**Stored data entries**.
*** Block opens ***

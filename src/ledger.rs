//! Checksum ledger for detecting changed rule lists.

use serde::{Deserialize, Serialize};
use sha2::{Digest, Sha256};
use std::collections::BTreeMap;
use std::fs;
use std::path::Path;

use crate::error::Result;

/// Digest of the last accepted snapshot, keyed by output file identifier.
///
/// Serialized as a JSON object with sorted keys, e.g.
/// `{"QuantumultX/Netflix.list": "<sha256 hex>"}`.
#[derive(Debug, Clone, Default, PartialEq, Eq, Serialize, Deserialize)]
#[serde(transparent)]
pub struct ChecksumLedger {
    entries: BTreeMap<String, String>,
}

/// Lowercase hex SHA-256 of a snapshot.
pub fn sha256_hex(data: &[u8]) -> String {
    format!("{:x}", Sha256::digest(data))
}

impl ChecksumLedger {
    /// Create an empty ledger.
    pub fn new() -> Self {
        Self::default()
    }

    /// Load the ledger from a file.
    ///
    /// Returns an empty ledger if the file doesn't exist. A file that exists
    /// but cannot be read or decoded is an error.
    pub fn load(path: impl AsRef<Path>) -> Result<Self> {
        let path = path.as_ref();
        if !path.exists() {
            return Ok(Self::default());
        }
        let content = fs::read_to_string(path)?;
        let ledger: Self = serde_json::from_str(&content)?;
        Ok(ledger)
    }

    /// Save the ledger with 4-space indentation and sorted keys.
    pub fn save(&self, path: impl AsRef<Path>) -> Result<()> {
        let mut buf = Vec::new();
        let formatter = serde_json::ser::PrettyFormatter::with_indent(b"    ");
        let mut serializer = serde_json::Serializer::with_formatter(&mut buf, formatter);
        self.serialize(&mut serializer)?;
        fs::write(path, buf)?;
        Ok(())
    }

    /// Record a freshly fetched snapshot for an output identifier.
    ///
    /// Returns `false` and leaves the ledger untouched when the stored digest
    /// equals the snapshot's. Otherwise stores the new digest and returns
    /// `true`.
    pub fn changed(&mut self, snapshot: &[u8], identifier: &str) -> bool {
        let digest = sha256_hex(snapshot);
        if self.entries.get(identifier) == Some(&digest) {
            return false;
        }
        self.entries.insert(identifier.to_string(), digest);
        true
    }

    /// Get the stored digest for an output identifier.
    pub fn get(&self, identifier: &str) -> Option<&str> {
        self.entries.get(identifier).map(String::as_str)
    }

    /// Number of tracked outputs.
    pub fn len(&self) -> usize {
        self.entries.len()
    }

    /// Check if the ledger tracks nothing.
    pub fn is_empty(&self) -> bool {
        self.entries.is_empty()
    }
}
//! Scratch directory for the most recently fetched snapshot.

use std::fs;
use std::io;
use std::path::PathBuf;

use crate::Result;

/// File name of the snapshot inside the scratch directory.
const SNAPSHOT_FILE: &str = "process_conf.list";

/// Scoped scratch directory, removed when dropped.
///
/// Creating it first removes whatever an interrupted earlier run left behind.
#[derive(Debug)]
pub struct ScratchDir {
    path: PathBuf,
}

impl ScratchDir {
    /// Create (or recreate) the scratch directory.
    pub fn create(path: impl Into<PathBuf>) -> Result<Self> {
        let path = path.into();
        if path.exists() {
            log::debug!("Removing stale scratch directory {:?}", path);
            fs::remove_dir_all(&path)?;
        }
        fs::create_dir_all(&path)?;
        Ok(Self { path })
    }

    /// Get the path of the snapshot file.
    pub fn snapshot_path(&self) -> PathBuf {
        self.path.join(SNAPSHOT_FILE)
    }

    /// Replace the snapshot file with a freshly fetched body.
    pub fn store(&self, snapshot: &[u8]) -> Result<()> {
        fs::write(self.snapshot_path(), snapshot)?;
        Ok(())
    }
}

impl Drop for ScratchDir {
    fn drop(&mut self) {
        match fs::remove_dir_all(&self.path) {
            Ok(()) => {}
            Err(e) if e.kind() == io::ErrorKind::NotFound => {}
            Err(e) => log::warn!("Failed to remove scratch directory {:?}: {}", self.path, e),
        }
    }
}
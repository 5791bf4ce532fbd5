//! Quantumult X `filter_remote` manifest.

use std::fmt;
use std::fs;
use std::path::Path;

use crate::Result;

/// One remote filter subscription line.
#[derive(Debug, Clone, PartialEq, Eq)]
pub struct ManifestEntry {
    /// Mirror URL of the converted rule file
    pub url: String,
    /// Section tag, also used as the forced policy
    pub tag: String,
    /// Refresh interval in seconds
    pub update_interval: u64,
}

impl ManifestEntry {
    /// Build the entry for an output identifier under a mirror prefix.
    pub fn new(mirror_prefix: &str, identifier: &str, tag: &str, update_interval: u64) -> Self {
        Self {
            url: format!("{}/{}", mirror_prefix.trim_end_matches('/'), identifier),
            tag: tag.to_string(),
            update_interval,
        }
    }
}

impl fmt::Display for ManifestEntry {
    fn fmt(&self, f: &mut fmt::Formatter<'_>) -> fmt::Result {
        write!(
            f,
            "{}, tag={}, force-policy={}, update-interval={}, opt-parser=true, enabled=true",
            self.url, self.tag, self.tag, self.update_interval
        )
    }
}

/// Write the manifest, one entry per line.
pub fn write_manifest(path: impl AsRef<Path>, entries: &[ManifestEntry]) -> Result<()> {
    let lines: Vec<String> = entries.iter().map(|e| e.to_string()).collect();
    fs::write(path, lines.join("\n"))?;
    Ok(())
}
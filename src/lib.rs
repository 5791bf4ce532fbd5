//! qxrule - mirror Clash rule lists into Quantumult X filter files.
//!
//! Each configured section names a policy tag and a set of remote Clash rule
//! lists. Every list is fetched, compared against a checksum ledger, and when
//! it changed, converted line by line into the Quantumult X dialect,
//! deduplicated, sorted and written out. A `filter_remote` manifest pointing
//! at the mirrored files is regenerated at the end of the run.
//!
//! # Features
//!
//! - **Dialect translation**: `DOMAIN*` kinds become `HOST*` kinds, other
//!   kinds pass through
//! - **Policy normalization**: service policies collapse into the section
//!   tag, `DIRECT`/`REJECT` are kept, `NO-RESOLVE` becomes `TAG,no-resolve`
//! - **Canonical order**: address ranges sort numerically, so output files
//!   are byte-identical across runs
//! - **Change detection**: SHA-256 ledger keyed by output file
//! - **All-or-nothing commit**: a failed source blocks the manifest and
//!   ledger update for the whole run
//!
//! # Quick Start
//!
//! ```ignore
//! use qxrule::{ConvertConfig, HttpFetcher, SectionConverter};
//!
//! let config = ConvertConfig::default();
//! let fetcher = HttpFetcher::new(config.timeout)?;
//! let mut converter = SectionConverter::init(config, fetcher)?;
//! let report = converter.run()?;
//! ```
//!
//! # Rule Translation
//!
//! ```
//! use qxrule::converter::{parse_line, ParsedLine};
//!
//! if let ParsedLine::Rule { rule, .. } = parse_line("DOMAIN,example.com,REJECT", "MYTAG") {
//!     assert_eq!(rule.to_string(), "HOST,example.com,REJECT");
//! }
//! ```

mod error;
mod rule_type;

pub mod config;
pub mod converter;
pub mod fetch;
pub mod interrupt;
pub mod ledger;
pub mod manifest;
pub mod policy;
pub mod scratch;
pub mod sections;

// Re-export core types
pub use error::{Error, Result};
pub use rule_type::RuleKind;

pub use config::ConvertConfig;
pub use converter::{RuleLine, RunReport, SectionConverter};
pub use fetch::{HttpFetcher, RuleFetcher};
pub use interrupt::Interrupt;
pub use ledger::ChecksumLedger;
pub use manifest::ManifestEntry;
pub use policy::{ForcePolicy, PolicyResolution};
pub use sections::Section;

*** Block closes ***

**PROBLEM DESCRIPTION**. Would you copy out each record precisely as it stands?

**TASK RESPONSE**.
filename src/ledger.rs
//! Checksum ledger for detecting changed rule lists.

use serde::{Deserialize, Serialize};
use sha2::{Digest, Sha256};
use std::collections::BTreeMap;
use std::fs;
use std::path::Path;

use crate::error::Result;

/// Digest of the last accepted snapshot, keyed by output file identifier.
///
/// Serialized as a JSON object with sorted keys, e.g.
/// `{"QuantumultX/Netflix.list": "<sha256 hex>"}`.
#[derive(Debug, Clone, Default, PartialEq, Eq, Serialize, Deserialize)]
#[serde(transparent)]
pub struct ChecksumLedger {
    entries: BTreeMap<String, String>,
}

/// Lowercase hex SHA-256 of a snapshot.
pub fn sha256_hex(data: &[u8]) -> String {
    format!("{:x}", Sha256::digest(data))
}

impl ChecksumLedger {
    /// Create an empty ledger.
    pub fn new() -> Self {
        Self::default()
    }

    /// Load the ledger from a file.
    ///
    /// Returns an empty ledger if the file doesn't exist. A file that exists
    /// but cannot be read or decoded is an error.
    pub fn load(path: impl AsRef<Path>) -> Result<Self> {
        let path = path.as_ref();
        if !path.exists() {
            return Ok(Self::default());
        }
        let content = fs::read_to_string(path)?;
        let ledger: Self = serde_json::from_str(&content)?;
        Ok(ledger)
    }

    /// Save the ledger with 4-space indentation and sorted keys.
    pub fn save(&self, path: impl AsRef<Path>) -> Result<()> {
        let mut buf = Vec::new();
        let formatter = serde_json::ser::PrettyFormatter::with_indent(b"    ");
        let mut serializer = serde_json::Serializer::with_formatter(&mut buf, formatter);
        self.serialize(&mut serializer)?;
        fs::write(path, buf)?;
        Ok(())
    }

    /// Record a freshly fetched snapshot for an output identifier.
    ///
    /// Returns `false` and leaves the ledger untouched when the stored digest
    /// equals the snapshot's. Otherwise stores the new digest and returns
    /// `true`.
    pub fn changed(&mut self, snapshot: &[u8], identifier: &str) -> bool {
        let digest = sha256_hex(snapshot);
        if self.entries.get(identifier) == Some(&digest) {
            return false;
        }
        self.entries.insert(identifier.to_string(), digest);
        true
    }

    /// Get the stored digest for an output identifier.
    pub fn get(&self, identifier: &str) -> Option<&str> {
        self.entries.get(identifier).map(String::as_str)
    }

    /// Number of tracked outputs.
    pub fn len(&self) -> usize {
        self.entries.len()
    }

    /// Check if the ledger tracks nothing.
    pub fn is_empty(&self) -> bool {
        self.entries.is_empty()
    }
}
//! Scratch directory for the most recently fetched snapshot.

use std::fs;
use std::io;
use std::path::PathBuf;

use crate::Result;

/// File name of the snapshot inside the scratch directory.
const SNAPSHOT_FILE: &str = "process_conf.list";

/// Scoped scratch directory, removed when dropped.
///
/// Creating it first removes whatever an interrupted earlier run left behind.
#[derive(Debug)]
pub struct ScratchDir {
    path: PathBuf,
}

impl ScratchDir {
    /// Create (or recreate) the scratch directory.
    pub fn create(path: impl Into<PathBuf>) -> Result<Self> {
        let path = path.into();
        if path.exists() {
            log::debug!("Removing stale scratch directory {:?}", path);
            fs::remove_dir_all(&path)?;
        }
        fs::create_dir_all(&path)?;
        Ok(Self { path })
    }

    /// Get the path of the snapshot file.
    pub fn snapshot_path(&self) -> PathBuf {
        self.path.join(SNAPSHOT_FILE)
    }

    /// Replace the snapshot file with a freshly fetched body.
    pub fn store(&self, snapshot: &[u8]) -> Result<()> {
        fs::write(self.snapshot_path(), snapshot)?;
        Ok(())
    }
}

impl Drop for ScratchDir {
    fn drop(&mut self) {
        match fs::remove_dir_all(&self.path) {
            Ok(()) => {}
            Err(e) if e.kind() == io::ErrorKind::NotFound => {}
            Err(e) => log::warn!("Failed to remove scratch directory {:?}: {}", self.path, e),
        }
    }
}
repository 5791bf4ce532fbd5
//! Quantumult X `filter_remote` manifest.

use std::fmt;
use std::fs;
use std::path::Path;

use crate::Result;

/// One remote filter subscription line.
#[derive(Debug, Clone, PartialEq, Eq)]
pub struct ManifestEntry {
    /// Mirror URL of the converted rule file
    pub url: String,
    /// Section tag, also used as the forced policy
    pub tag: String,
    /// Refresh interval in seconds
    pub update_interval: u64,
}

impl ManifestEntry {
    /// Build the entry for an output identifier under a mirror prefix.
    pub fn new(mirror_prefix: &str, identifier: &str, tag: &str, update_interval: u64) -> Self {
        Self {
            url: format!("{}/{}", mirror_prefix.trim_end_matches('/'), identifier),
            tag: tag.to_string(),
            update_interval,
        }
    }
}

impl fmt::Display for ManifestEntry {
    fn fmt(&self, f: &mut fmt::Formatter<'_>) -> fmt::Result {
        write!(
            f,
            "{}, tag={}, force-policy={}, update-interval={}, opt-parser=true, enabled=true",
            self.url, self.tag, self.tag, self.update_interval
        )
    }
}

/// Write the manifest, one entry per line.
pub fn write_manifest(path: impl AsRef<Path>, entries: &[ManifestEntry]) -> Result<()> {
    let lines: Vec<String> = entries.iter().map(|e| e.to_string()).collect();
    fs::write(path, lines.join("\n"))?;
    Ok(())
}
filename src/lib.rs
repository 5791bf4ce532fbd5
//! qxrule - mirror Clash rule lists into Quantumult X filter files.
//!
//! Each configured section names a policy tag and a set of remote Clash rule
//! lists. Every list is fetched, compared against a checksum ledger, and when
//! it changed, converted line by line into the Quantumult X dialect,
//! deduplicated, sorted and written out. A `filter_remote` manifest pointing
//! at the mirrored files is regenerated at the end of the run.
//!
//! # Features
//!
//! - **Dialect translation**: `DOMAIN*` kinds become `HOST*` kinds, other
//!   kinds pass through
//! - **Policy normalization**: service policies collapse into the section
//!   tag, `DIRECT`/`REJECT` are kept, `NO-RESOLVE` becomes `TAG,no-resolve`
//! - **Canonical order**: address ranges sort numerically, so output files
//!   are byte-identical across runs
//! - **Change detection**: SHA-256 ledger keyed by output file
//! - **All-or-nothing commit**: a failed source blocks the manifest and
//!   ledger update for the whole run
//!
//! # Quick Start
//!
//! ```ignore
//! use qxrule::{ConvertConfig, HttpFetcher, SectionConverter};
//!
//! let config = ConvertConfig::default();
//! let fetcher = HttpFetcher::new(config.timeout)?;
//! let mut converter = SectionConverter::init(config, fetcher)?;
//! let report = converter.run()?;
//! ```
//!
//! # Rule Translation
//!
//! ```
//! use qxrule::converter::{parse_line, ParsedLine};
//!
//! if let ParsedLine::Rule { rule, .. } = parse_line("DOMAIN,example.com,REJECT", "MYTAG") {
//!     assert_eq!(rule.to_string(), "HOST,example.com,REJECT");
//! }
//! ```

mod error;
mod rule_type;

pub mod config;
pub mod converter;
pub mod fetch;
pub mod interrupt;
pub mod ledger;
pub mod manifest;
pub mod policy;
pub mod scratch;
pub mod sections;

// Re-export core types
pub use error::{Error, Result};
pub use rule_type::RuleKind;

pub use config::ConvertConfig;
pub use converter::{RuleLine, RunReport, SectionConverter};
pub use fetch::{HttpFetcher, RuleFetcher};
pub use interrupt::Interrupt;
pub use ledger::ChecksumLedger;
pub use manifest::ManifestEntry;
pub use policy::{ForcePolicy, PolicyResolution};
pub use sections::Section;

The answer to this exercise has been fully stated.